These inspired men first wrote the Old Testament scriptures in Hebrew and the New Testament scriptures in Greek, and our English Bible of to-day consists of a series of translations and revisions from the Hebrew, Syriac, Greek, Latin and Anglo-Saxon languages, beginning at the tenth century.

It is estimated that there are in existence at the present time nearly 4,000 manuscripts in whole or in part of the Bible. All of the older and more complete sacred manuscripts have become available for study only within recent years; among these a single leaf containing a portion of Matthew's Gospel was unearthed in 1895. This is believed to be a full century older than the most ancient Greek New Testament manuscripts in existence.

It was not until 1384 that the first complete Bible was translated into English by John Wycliffe. A hundred years later this was followed by a translation and revision made by William Tyndale, which was the first printed Bible, all previous editions having been in manuscript only. Tyndale's Bible was followed by the Great Bible; this was followed by Matthew's Bible, which was almost wholly copied from Tyndale's. Still another Bible largely based on Tyndale's was issued called Taverner's Bible. Other translations and revisions following in the next few centuries were the Great Bible of Cranmer, The Geneva Bible which is sometimes called the Breeches Bible, and others.

This brings us down to the time of the translation and revision of the Bible which is called the King James Version, which was completed in 1611, after seven years devout study by the most prominent scholars of that time. The King James revision was the first translation into what may properly be called the English Language.

It is now nearly 300 years since the King James Bible was revised and translated into its present form, since which time the most authentic and accurate manuscripts of the Bible have been discovered, the Alexandrian in 1628, Sinaitic manuscripts in 1859, which contains the New Testament entire and the greater part of the Old Testament. These and a mass of other and later discoveries, including many ancient manuscripts and inscriptions, together with the fact that Philologists have acquired a much more accurate understanding of the ancient languages gave rise to
comparisons which completely changed the meaning of a large number of passages in the King James Bible; besides this, the gradual transformation and change of the English language in the course of 300 years made a re-translation all the more imperative, as in the lapse of time the significance of many words have been completely altered, while others have become obsolete and obscure.

Since the translation and revision of the King James Bible upwards of forty English Dictionaries have been issued.
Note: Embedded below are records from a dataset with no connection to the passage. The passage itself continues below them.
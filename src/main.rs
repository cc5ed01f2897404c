mod activity;
mod api;
mod auth;
mod broadcaster;
mod config;
mod error;
mod events;
mod registry;
mod relay;
mod room;
mod session;
mod sfu;
mod signaling;
mod sse;
mod transport;

use axum::{
    extract::Request,
    http::{HeaderName, HeaderValue, Method},
    middleware::{self, Next},
    response::IntoResponse,
    routing::get,
    routing::post,
    Router,
};
use std::path::Path;
use std::sync::Arc;
use tower_http::cors::CorsLayer;
use tower_http::services::{ServeDir, ServeFile};
use tracing::{info, warn};
use tracing_subscriber::EnvFilter;

// ─── AppState ───────────────────────────────────────────────────────────────

pub struct AppState {
    pub sfu: Arc<sfu::Sfu>,
    pub config: config::Config,
}

// ─── Version header middleware ──────────────────────────────────────────────

async fn version_header_middleware(request: Request, next: Next) -> impl IntoResponse {
    let mut response = next.run(request).await;
    response.headers_mut().insert(
        HeaderName::from_static("x-meet-sfu-version"),
        HeaderValue::from_static(env!("CARGO_PKG_VERSION")),
    );
    response
}

// ─── CORS configuration ────────────────────────────────────────────────────

fn build_cors_layer(allowed_origins: &str) -> CorsLayer {
    if allowed_origins == "*" {
        warn!("CORS: permissive mode (allow all origins), not suitable for production");
        return CorsLayer::permissive();
    }

    let origins: Vec<HeaderValue> = allowed_origins
        .split(',')
        .map(|s| s.trim())
        .filter(|s| !s.is_empty())
        .filter_map(|s| match s.parse::<HeaderValue>() {
            Ok(origin) => Some(origin),
            Err(_) => {
                warn!("CORS: ignoring invalid origin {s:?}");
                None
            }
        })
        .collect();

    info!("CORS: restricted to {} origin(s)", origins.len());

    CorsLayer::new()
        .allow_origin(origins)
        .allow_methods([Method::GET, Method::POST, Method::DELETE])
        .allow_headers([
            HeaderName::from_static("content-type"),
            HeaderName::from_static("authorization"),
        ])
}

// ─── Router ─────────────────────────────────────────────────────────────────

fn build_router(state: Arc<AppState>) -> Router {
    let static_dir = state.config.static_dir.clone();
    let web_client = ServeDir::new(&static_dir)
        .fallback(ServeFile::new(Path::new(&static_dir).join("index.html")));
    let cors = build_cors_layer(&state.config.allowed_origins);

    Router::new()
        // Health (no auth required)
        .route("/health", get(api::health))
        // Signaling
        .route("/ws", get(signaling::ws_handler))
        // Users
        .route("/api/register", post(api::register))
        .route("/api/login", post(api::login))
        .route("/api/logs", get(api::user_logs))
        // Rooms
        .route("/api/rooms", post(api::create_room).get(api::list_rooms))
        .route(
            "/api/rooms/:room_id",
            get(api::get_room).delete(api::delete_room),
        )
        // Server-Sent Events (lifecycle stream)
        .route("/api/events", get(sse::sse_events))
        // Web client
        .fallback_service(web_client)
        .layer(middleware::from_fn(version_header_middleware))
        .layer(cors)
        .with_state(state)
}

// ─── Entry point ────────────────────────────────────────────────────────────

#[tokio::main]
async fn main() {
    // rustls 0.23 needs a process-wide provider before any DTLS handshake.
    rustls::crypto::ring::default_provider()
        .install_default()
        .expect("failed to install rustls crypto provider");

    // Load .env before anything else so MEET_LOG_LEVEL is available.
    let _ = dotenvy::dotenv();

    let log_level = std::env::var("MEET_LOG_LEVEL").unwrap_or_else(|_| "info".to_string());

    tracing_subscriber::fmt()
        .with_env_filter(
            EnvFilter::try_from_default_env().unwrap_or_else(|_| EnvFilter::new(&log_level)),
        )
        .init();

    let cfg = config::Config::from_env();
    let bind_addr = cfg.bind_addr.clone();

    let sfu = sfu::Sfu::new(
        Arc::new(registry::InMemoryRegistry::new(cfg.max_rooms)),
        Arc::new(transport::WebRtcTransport::new(cfg.clone())),
        Arc::new(auth::InMemoryUserStore::new()),
        Arc::new(activity::InMemoryActivityLog::new()),
        events::EventBus::new(),
        cfg.relay(),
    );

    let state = Arc::new(AppState {
        sfu: Arc::new(sfu),
        config: cfg,
    });

    let app = build_router(state);

    info!("meet-sfu listening on http://{bind_addr}");
    let listener = tokio::net::TcpListener::bind(&bind_addr)
        .await
        .expect("failed to bind listener");
    axum::serve(listener, app).await.expect("server error");
}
For the reasons above stated, it was deemed necessary that a new translation and revision of the Bible be made. This was begun in England in 1870, and in the United States in 1872. The American Committee was divided into two companies, one for the Old Testament and another for the New Testament. These committees were composed of the foremost scholars of America, representing all the great religious denominations as well as the universities and colleges of the United States, and their work was finished in 1901, thus covering a period of nearly thirty years of consecutive labor and study in the preparation of the American Standard Bible.

The American Standard Bible is a new translation of the Bible in the light of twentieth century scholarship and knowledge, using the marvelous and priceless manuscripts and other material which have been discovered in the last 300 years.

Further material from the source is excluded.